**Work to complete:** Report how many lines in the data below hold "Element", with no other words.

Entries supplied below:

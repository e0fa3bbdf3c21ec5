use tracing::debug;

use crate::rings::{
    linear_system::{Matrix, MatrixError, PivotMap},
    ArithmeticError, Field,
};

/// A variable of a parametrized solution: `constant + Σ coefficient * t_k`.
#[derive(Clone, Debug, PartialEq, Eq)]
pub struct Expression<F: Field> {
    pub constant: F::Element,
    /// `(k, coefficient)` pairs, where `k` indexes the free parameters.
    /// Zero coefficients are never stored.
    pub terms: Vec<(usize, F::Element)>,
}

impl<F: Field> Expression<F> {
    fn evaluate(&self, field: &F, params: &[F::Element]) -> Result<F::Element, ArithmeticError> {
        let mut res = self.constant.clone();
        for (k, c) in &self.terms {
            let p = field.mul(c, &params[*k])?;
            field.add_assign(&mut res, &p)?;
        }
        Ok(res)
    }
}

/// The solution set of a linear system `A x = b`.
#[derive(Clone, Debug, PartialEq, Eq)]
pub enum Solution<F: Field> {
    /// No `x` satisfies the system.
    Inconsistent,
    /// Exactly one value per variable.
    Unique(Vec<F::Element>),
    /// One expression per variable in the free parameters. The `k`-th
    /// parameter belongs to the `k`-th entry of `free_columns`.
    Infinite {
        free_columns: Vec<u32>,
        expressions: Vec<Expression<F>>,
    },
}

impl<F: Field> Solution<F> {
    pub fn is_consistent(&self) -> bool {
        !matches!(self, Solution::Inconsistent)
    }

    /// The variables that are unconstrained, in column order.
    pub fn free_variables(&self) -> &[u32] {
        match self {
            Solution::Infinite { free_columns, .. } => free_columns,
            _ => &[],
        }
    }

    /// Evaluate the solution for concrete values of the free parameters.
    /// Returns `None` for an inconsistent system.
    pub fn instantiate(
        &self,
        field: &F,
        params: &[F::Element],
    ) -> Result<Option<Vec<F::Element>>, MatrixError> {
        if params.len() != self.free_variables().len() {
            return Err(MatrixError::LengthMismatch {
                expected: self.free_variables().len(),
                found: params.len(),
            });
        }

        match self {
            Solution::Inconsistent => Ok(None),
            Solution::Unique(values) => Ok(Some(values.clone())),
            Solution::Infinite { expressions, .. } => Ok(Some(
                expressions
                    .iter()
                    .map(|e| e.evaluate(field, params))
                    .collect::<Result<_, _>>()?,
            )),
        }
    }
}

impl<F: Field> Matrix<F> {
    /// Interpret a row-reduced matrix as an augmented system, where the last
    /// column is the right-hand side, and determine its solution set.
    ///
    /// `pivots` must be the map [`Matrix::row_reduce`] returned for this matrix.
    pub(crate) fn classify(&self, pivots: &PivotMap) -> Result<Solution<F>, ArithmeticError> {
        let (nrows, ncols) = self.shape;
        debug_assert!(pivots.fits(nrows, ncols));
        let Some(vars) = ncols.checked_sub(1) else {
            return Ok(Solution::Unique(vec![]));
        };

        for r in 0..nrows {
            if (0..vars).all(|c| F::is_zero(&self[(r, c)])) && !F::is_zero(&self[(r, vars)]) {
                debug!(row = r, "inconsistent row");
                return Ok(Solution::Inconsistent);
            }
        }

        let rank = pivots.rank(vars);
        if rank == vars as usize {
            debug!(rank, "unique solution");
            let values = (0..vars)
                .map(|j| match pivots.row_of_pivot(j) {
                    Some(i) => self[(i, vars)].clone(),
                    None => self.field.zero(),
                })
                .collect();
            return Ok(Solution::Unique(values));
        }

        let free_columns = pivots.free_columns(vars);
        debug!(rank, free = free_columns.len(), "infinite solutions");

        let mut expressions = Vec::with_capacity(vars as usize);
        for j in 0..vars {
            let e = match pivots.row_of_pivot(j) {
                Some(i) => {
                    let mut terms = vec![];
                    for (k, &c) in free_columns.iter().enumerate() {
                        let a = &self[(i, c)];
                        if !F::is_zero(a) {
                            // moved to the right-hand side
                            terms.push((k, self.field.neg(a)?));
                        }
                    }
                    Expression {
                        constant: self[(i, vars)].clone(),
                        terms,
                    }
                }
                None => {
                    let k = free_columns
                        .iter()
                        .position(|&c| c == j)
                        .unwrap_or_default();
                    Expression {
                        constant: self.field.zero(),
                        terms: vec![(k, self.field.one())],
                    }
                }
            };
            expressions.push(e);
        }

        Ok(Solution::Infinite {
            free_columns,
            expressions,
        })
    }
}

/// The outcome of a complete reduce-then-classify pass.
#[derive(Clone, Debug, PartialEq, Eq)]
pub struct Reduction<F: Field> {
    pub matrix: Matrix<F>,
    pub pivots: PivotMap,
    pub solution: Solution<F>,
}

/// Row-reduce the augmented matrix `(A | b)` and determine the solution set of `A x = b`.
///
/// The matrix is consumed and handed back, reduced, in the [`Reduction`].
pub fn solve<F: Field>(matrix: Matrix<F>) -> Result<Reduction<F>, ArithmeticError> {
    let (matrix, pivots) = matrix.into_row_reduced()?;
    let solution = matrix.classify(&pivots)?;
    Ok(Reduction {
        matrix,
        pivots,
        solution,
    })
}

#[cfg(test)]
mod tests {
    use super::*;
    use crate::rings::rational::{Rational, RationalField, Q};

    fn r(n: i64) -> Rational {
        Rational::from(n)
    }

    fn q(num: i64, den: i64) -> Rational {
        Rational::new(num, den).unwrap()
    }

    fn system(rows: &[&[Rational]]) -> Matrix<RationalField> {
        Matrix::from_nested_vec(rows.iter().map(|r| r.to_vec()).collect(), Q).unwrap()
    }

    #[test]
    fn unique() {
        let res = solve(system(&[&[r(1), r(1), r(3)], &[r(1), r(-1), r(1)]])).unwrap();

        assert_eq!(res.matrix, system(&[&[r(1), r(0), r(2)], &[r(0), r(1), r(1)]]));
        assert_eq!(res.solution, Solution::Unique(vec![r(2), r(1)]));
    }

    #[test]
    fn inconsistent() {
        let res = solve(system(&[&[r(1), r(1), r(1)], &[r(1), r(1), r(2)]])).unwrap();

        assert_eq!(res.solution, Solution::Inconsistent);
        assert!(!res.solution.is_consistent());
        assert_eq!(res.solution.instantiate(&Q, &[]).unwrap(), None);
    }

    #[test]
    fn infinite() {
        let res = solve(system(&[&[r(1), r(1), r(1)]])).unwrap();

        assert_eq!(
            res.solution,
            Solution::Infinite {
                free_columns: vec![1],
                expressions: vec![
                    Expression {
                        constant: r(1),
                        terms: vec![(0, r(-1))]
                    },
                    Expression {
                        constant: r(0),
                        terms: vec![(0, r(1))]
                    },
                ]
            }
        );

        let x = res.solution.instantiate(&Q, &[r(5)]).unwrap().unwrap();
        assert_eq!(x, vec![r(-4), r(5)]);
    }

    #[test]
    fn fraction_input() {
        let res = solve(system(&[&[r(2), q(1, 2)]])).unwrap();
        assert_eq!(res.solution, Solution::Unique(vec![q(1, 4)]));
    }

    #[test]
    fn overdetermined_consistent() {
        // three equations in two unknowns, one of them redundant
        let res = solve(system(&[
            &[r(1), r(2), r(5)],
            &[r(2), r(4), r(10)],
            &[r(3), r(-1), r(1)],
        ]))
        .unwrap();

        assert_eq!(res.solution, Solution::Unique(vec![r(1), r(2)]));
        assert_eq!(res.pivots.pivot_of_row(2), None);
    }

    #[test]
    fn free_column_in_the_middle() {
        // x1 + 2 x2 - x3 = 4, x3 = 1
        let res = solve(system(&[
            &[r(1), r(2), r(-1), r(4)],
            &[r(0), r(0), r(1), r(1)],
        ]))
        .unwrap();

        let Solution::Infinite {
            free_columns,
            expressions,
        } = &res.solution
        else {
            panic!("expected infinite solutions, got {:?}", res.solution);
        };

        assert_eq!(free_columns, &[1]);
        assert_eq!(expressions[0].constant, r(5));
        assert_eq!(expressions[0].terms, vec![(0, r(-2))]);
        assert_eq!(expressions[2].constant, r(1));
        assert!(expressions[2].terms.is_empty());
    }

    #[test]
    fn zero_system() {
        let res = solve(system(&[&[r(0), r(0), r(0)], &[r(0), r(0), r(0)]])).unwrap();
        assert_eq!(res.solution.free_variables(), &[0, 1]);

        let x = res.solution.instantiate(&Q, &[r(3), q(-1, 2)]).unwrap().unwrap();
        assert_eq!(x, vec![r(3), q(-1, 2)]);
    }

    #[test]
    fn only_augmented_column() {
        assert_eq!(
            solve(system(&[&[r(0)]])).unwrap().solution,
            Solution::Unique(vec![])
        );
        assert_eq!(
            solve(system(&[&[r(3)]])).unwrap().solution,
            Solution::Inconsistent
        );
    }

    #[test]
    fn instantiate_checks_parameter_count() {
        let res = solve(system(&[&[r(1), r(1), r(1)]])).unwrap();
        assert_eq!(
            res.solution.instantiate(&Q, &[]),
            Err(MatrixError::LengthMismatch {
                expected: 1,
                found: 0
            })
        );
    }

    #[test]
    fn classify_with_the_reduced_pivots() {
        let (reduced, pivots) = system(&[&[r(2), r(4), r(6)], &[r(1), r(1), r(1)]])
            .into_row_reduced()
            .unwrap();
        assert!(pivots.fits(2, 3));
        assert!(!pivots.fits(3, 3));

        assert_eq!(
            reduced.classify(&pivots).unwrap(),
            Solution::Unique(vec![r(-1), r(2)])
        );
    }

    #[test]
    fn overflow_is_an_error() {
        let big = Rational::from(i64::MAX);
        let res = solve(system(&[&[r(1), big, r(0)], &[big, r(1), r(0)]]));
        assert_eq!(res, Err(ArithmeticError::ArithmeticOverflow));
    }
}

End of Entries supplied.
Entries supplied below:

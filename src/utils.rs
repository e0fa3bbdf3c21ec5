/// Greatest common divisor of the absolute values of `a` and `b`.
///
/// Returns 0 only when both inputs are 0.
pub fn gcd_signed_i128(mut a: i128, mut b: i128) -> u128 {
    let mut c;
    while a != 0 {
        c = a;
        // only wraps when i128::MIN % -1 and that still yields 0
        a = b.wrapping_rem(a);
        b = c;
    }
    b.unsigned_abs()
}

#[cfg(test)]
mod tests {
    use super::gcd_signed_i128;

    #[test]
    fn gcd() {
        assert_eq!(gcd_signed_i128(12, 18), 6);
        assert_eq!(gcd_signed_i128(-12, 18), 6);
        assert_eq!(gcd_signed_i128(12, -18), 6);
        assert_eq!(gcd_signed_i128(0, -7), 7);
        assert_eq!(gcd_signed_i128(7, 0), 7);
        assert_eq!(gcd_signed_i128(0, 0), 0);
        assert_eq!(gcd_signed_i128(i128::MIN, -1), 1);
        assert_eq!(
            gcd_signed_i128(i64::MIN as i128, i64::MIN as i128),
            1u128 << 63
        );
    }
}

End of Entries supplied.

**Answer to the problem:** 6